WHAT YOU NEED TO DO> For the records below, tally every line that has the word "TransformResult" and reply with the number alone.

DATA PROVIDED>
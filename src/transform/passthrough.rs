//! Transformer for profiles that read per-file textures directly.

use super::{copy_records, TransformResult, Transformer};
use crate::assets::{AssetKind, AssetRecord};
use crate::build::BuildContext;
use tracing::debug;

/// Copies every record through unchanged, preserving relative paths.
#[derive(Debug, Clone)]
pub struct PassthroughTransformer {
    profile_id: String,
}

impl PassthroughTransformer {
    pub fn new(profile_id: impl Into<String>) -> Self {
        Self { profile_id: profile_id.into() }
    }
}

impl Transformer for PassthroughTransformer {
    fn profile_id(&self) -> &str {
        &self.profile_id
    }

    fn required_kinds(&self) -> &[AssetKind] {
        &AssetKind::ALL
    }

    fn name(&self) -> &'static str {
        "passthrough"
    }

    fn transform(&self, records: &[AssetRecord], ctx: &BuildContext) -> TransformResult {
        let mut result = TransformResult::new();
        copy_records(records, &ctx.output_dir, &mut result);
        debug!(
            profile = %self.profile_id,
            copied = result.processed.len(),
            failed = result.skipped.len(),
            "passthrough complete"
        );
        result
    }
}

EXERCISE OUTPUT> 3